Yesterday before we went to the park, Porter was tossing around a three-pack of Wiggles underwear we’d bought at the mall the day before. They were a good size and the packaging was loose enough that he could easily grab onto them. He threw them near me and I caught them, which sent Porter into peels of laughter. He then asked me to throw it back to him, which I did. Much to my surprise, he caught them. He threw them back to me and when I repeated my throw to him, he caught them again.
Now before we get too far along in this story, a couple of digressions are in order. First, I’m not sure when the hand and eye coordination is supposed to kick in for kids to be able to catch and throw with any accuracy or consistency. As a result, I’ve never know where Porter stood on the continuum for this skill set or if his autism was any impediment. I’ve tried over the years to play catch with him, but with mixed results at best. Some days he’d seem to grasp the idea while others he’d stand there blankly as the ball hit his chest and fell to the ground at his feet. So I must confess I despaired that he might not “get it” so to speak. Of course, part of this is why is it so important to me that he catch a ball? Naturally, that’s a little complicated and also very simple.
My stepfather never played catch we me as a child. Not once. I don’t mean it was infrequent, I mean we never ever threw a ball in the back yard. I got not one iota of sports training from him. So what, you may ask. Most of you have seen me throw and catch a ball in the present or at least at some point in my adulthood. And I’m not too embarrasing at it. As a teen, I played pickup football and basketball, golf and tennis, ping-pong and handball, raquetball and even softball so what’s the big deal? True enough, I got a smidgeon of natural athletic ability from my biological father, who was all-state at basketball and beat me at badminton every time we played. And I generally became fairly adept at picking up new games that require hand/eye coordination so today I can hold my own at most sports.

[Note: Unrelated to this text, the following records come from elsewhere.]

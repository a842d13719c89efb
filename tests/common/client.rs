//! HTTP client for end-to-end tests
//!
//! This module provides a high-level HTTP client that wraps reqwest
//! and provides methods for all movie-server endpoints.
//!
//! When API routes or request formats change, update only this file.

use super::constants::*;
use reqwest::Response;
use serde_json::Value;
use std::time::Duration;

/// HTTP test client
pub struct TestClient {
    /// The underlying reqwest client (public for custom requests in tests)
    pub client: reqwest::Client,
    /// The base URL of the test server
    pub base_url: String,
}

impl TestClient {
    pub fn new(base_url: String) -> Self {
        let client = reqwest::Client::builder()
            .timeout(Duration::from_secs(REQUEST_TIMEOUT_SECS))
            .build()
            .expect("Failed to build reqwest client");

        Self { client, base_url }
    }

    // ========================================================================
    // Server
    // ========================================================================

    /// GET /
    pub async fn get_stats(&self) -> Response {
        self.client
            .get(format!("{}/", self.base_url))
            .send()
            .await
            .expect("Get stats request failed")
    }

    // ========================================================================
    // Movie Endpoints
    // ========================================================================

    /// POST /movie
    pub async fn create_movie(&self, payload: &Value) -> Response {
        self.client
            .post(format!("{}/movie", self.base_url))
            .json(payload)
            .send()
            .await
            .expect("Create movie request failed")
    }

    /// POST /movie with a raw, possibly malformed, body
    pub async fn create_movie_raw(&self, body: &str) -> Response {
        self.client
            .post(format!("{}/movie", self.base_url))
            .header("content-type", "application/json")
            .body(body.to_owned())
            .send()
            .await
            .expect("Create movie request failed")
    }

    /// GET /movie/{id}
    pub async fn get_movie(&self, id: i64) -> Response {
        self.client
            .get(format!("{}/movie/{}", self.base_url, id))
            .send()
            .await
            .expect("Get movie request failed")
    }

    /// PUT /movie/{id}
    pub async fn update_movie(&self, id: i64, payload: &Value) -> Response {
        self.client
            .put(format!("{}/movie/{}", self.base_url, id))
            .json(payload)
            .send()
            .await
            .expect("Update movie request failed")
    }

    /// DELETE /movie/{id}
    pub async fn delete_movie(&self, id: i64) -> Response {
        self.client
            .delete(format!("{}/movie/{}", self.base_url, id))
            .send()
            .await
            .expect("Delete movie request failed")
    }

    // ========================================================================
    // Reports
    // ========================================================================

    /// GET /report
    pub async fn get_report(&self) -> Response {
        self.client
            .get(format!("{}/report", self.base_url))
            .send()
            .await
            .expect("Get report request failed")
    }
}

The problem, however, was little league, that age old rite of passage for every red-blooded American boy. And I was no different back then. I wanted to be the star baseball player as much as the next kid. Trouble was, I knew virtually nothing about how to play baseball with the exception of what few facts I could glean watching baseball on television and reading books about it. And I have to tell you, there’s not a lot of practical knowledge to be had that way. But I went out for little league anyway and with high hopes no less. Everybody made the team, of course, but in those days there were no rules about everybody playing so my actual time on the field was practically nil. Our coach lived in the neighborhood and was the father of two brothers, one my age and one a year older. Naturally, his sons played every game. So did the other kids whose fathers taught them how to throw, catch and hit a baseball. Even then, I knew the disadvantage I had. So the other kids teased me about my lack of skill. It hurt and pissed me off, but kids are cruel. I understand (and understood) that. Sure it bothered me, but I don’t hold a grudge about it since they didn’t know any better. It’s not like I was never cruel to other kids so that part was just a natural part of growing up and I weathered it as best I could. But the coach was another story. For him I wish a separate wing of hell be opened in his honor. Because when the other kids made fun of me, what did he do? Did he come to my rescue and tell them stop, instill us all with a sense of team spirit? Did he take me aside and show me the fundamentals of the game that I was so obviously lacking? Did he have better players work with me so I might improve and so the whole team might be more competitive? Nope, his idea of being a little league coach was to also openly mock me thereby encouraging the others that it was open season on me. I think he was trying to make me quit. But he had no idea how stubborn I could be. I spent four years as a benchwarmer, refusing to give him the satisfaction, and enduring what I can only describe with nostalgia as my summers of living hell and torture. The fact that I’m still bitter about it today should convey some idea how it scarred me. Perhaps now you’ll also understand why it’s so important that Porter be able to throw and catch a ball. I don’t want Porter to share a similar fate. So back to the present.
So Porter was very excited about playing catch. He stood on the coffee table and we threw the package back and forth. The first time we did this, he caught four in a row. The second time, he caught eight in a row. He did ten a few times and his personal best was thirteen! Some he caught in his chest by pulling them in like a football while others he snatched from the air in his hands. It was so exciting to watch, especially the thrill on his face with each subsequent successful catch. He would have happily played catch with me all day. And while he’s caught things before, it always seemed more accidental. But yesterday was different. He really seemed to be watching the ball as it came toward him and maneuvering his hands to be in a position to catch it. And that was the difference. He was paying attention. It was soooo cool. I’m tearing up as I remember it. Man, this parenting stuff is great. All the tantrums and sleepless nights and struggles seem ultimately worthwhile when you witness those little, yet huge, milestones. I wouldn’t trade that for anything.